If your device does not meet all three, the extended deadlines do not apply. This does not necessarily mean your device is non-compliant today, but it does mean you need to assess whether you are still operating within a valid transition window or whether you have already exceeded it.
What "written agreement with a Notified Body" actually means
The regulation uses the phrase "written agreement" deliberately. A quote, a preliminary discussion, or a slot on a Notified Body's waiting list does not qualify. What you need is a signed contract — typically a review agreement or audit agreement — confirming that the Notified Body has accepted your device for MDR conformity assessment review. If you submitted a formal application that was accepted by the Notified Body before the 26 May 2024 cutoff, that also qualifies.
One practical issue: some manufacturers signed agreements with Notified Bodies that have since lost their designation for certain device classes or scopes. If your Notified Body's designation no longer covers your device type, the agreement may not be sufficient. You need a current, designated Notified Body working on your active MDR file — not just a historical agreement with a body that can no longer certify your device.
Verifying which deadline regime applies to your device
Start by confirming the certificate status as of 26 May 2021. Pull the certificate itself and check the expiry date, the issuing Notified Body, and whether any amendments or extensions were issued after May 2021. Then check whether the device was placed on the market after 26 May 2021 under MDD — if so, it must have been placed under the MDD transitional provisions (Article 120(3)), which imposed its own conditions.
Next, document your Notified Body agreement. This means having the signed contract or acceptance confirmation in your QMS with the date clearly recorded.
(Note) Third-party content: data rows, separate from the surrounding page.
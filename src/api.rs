use serde::{Deserialize, Serialize};
use serde_json::Value;
use std::sync::Arc;

use crate::client::Config;
use crate::error::{GoodreadsError, Result};
use crate::oauth::{OAuthClient, OAuthCredentials, OAuthProvider, OAuthSession};
use crate::request::{Params, RequestDescriptor};
use crate::transport::{execute, HttpTransport, Transport, Verb};

/// API key and secret issued by the service
#[derive(Debug, Clone, Serialize, Deserialize)]
pub struct Credentials {
    pub key: String,
    pub secret: String,
}

impl Credentials {
    pub fn new(key: impl Into<String>, secret: impl Into<String>) -> Self {
        Credentials {
            key: key.into(),
            secret: secret.into(),
        }
    }
}

/// Goodreads API client.
///
/// Read-only endpoints work with just the API key; endpoints marked as
/// requiring authentication need the OAuth 1.0a handshake to have completed
/// first ([`Goodreads::init_oauth`], [`Goodreads::get_request_token`],
/// user authorization, [`Goodreads::get_access_token`]).
pub struct Goodreads {
    config: Config,
    key: String,
    secret: String,
    session: OAuthSession,
    transport: Arc<dyn Transport>,
}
If you cannot locate this document or if it was never formalized in writing, you have a gap that needs to be resolved with your Notified Body as quickly as possible.
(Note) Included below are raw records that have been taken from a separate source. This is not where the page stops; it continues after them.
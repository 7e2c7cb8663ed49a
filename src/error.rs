use serde_json::Value;
use thiserror::Error;

/// Main error type for Goodreads API operations
#[derive(Debug, Error)]
pub enum GoodreadsError {
    /// Client was constructed without an API key or secret
    #[error("Goodreads(): please pass your API key and secret")]
    MissingCredentials,

    /// A required endpoint argument was not supplied
    #[error("{function}(): you have not passed {parameter}")]
    MissingParameter {
        function: &'static str,
        parameter: &'static str,
    },

    /// OAuth was never initialized for this client
    #[error("{function}(): you need an OAuth connection for this request")]
    NoOAuth { function: &'static str },

    /// The access-token exchange was attempted without a request token
    #[error("no request token found, call get_request_token() first")]
    NoRequestToken,

    /// An authenticated endpoint was called before the handshake completed
    #[error("not authenticated, call get_access_token() first")]
    NotAuthenticated,

    /// Failure during the request-token or access-token exchange
    #[error("{function}(): OAuth provider error: {message}")]
    OAuth {
        function: &'static str,
        message: String,
    },

    /// Error payload returned by the Goodreads API itself
    #[error("API returned the following error: {message}")]
    Api { message: String, payload: Value },

    /// Non-success HTTP status with the raw response body
    #[error("HTTP error {status}: {body}")]
    Http { status: u16, body: String },

    /// Malformed XML in a response body
    #[error("error parsing XML response: {0}")]
    Xml(String),

    /// HTTP client error
    #[error("HTTP client error: {0}")]
    Transport(#[from] reqwest::Error),

    /// URL parsing error
    #[error("URL parse error: {0}")]
    UrlParse(#[from] url::ParseError),

    /// Other errors
    #[error("{0}")]
    Other(String),
}

impl From<quick_xml::Error> for GoodreadsError {
    fn from(e: quick_xml::Error) -> Self {
        GoodreadsError::Xml(e.to_string())
    }
}

impl From<quick_xml::events::attributes::AttrError> for GoodreadsError {
    fn from(e: quick_xml::events::attributes::AttrError) -> Self {
        GoodreadsError::Xml(e.to_string())
    }
}

impl GoodreadsError {
    /// Create a missing-parameter error naming the endpoint method and argument
    pub fn missing_parameter(function: &'static str, parameter: &'static str) -> Self {
        GoodreadsError::MissingParameter {
            function,
            parameter,
        }
    }

    /// Create an API error from a normalized `<error>` payload
    pub fn api(payload: Value) -> Self {
        let message = match payload.as_str() {
            Some(s) => s.to_string(),
            None => payload.to_string(),
        };
        GoodreadsError::Api { message, payload }
    }

    /// Check if this error is a missing-parameter error
    pub fn is_missing_parameter(&self) -> bool {
        matches!(self, GoodreadsError::MissingParameter { .. })
    }

    /// Check if this error is a not-authenticated error
    pub fn is_not_authenticated(&self) -> bool {
        matches!(self, GoodreadsError::NotAuthenticated)
    }

    /// Get the HTTP status code if this is a transport-level HTTP error
    pub fn status_code(&self) -> Option<u16> {
        match self {
            GoodreadsError::Http { status, .. } => Some(*status),
            _ => None,
        }
    }
}

/// Result type for Goodreads API operations
pub type Result<T> = std::result::Result<T, GoodreadsError>;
Finally, check for significant changes. The regulation does not define "significant" exhaustively, but MDCG 2020-3 provides guidance. Changes that affect the risk profile, the intended purpose, or the clinical basis of the device trigger MDR requirements regardless of the transition status. If you have made changes since the original MDD certification, review them against MDCG 2020-3 to determine whether the legacy transition route is still available to you.
The EUDAMED dimension
One requirement that runs in parallel with the transition conditions is EUDAMED registration. Even legacy devices still being placed on the market under transition conditions are subject to EUDAMED Basic UDI-DI registration obligations that were phased in from 2021 onward. Transition status does not exempt you from these obligations. Check whether your device's Basic UDI-DI is registered and whether the actor registration for your organization is complete — these are live obligations, not future ones.
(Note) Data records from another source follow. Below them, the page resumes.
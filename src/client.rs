use reqwest::{Client, ClientBuilder};
use std::time::Duration;

/// Create the default HTTP client for API requests
/// with settings for connection pooling and timeouts
pub fn create_http_client() -> Client {
    ClientBuilder::new()
        .pool_max_idle_per_host(50)
        .timeout(Duration::from_secs(300)) // 5 minutes
        .connect_timeout(Duration::from_secs(10))
        .build()
        .expect("Failed to create HTTP client")
}

/// Configuration for the Goodreads API client
#[derive(Debug, Clone)]
pub struct Config {
    /// URL scheme (http or https)
    pub scheme: String,
    /// API host
    pub host: String,
}

impl Default for Config {
    fn default() -> Self {
        Config {
            scheme: "https".to_string(),
            host: "goodreads.com".to_string(),
        }
    }
}

impl Config {
    /// Create a new configuration with the given scheme and host
    pub fn new(scheme: String, host: String) -> Self {
        Config { scheme, host }
    }

    /// Get the base URL for API requests
    pub fn base_url(&self) -> String {
        format!("{}://{}", self.scheme, self.host)
    }
}

#[cfg(test)]
mod tests {
    use super::*;

    #[test]
    fn test_default_config() {
        let config = Config::default();
        assert_eq!(config.base_url(), "https://goodreads.com");
    }

    #[test]
    fn test_custom_config() {
        let config = Config::new("http".to_string(), "localhost:8080".to_string());
        assert_eq!(config.base_url(), "http://localhost:8080");
    }
}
What to do if you are out of scope for the extension
If your device does not qualify for the extended deadlines — because the Notified Body agreement was not in place in time, or because the device has undergone significant changes, or because the certificate conditions are not met — your options narrow quickly. The remaining paths are: accelerated MDR certification (which depends on Notified Body capacity), withdrawal from the EU market for that product, or, in limited cases, exploring whether a different classification or conformity assessment route opens an alternative path. None of these are straightforward, and all of them take time that may already be running short.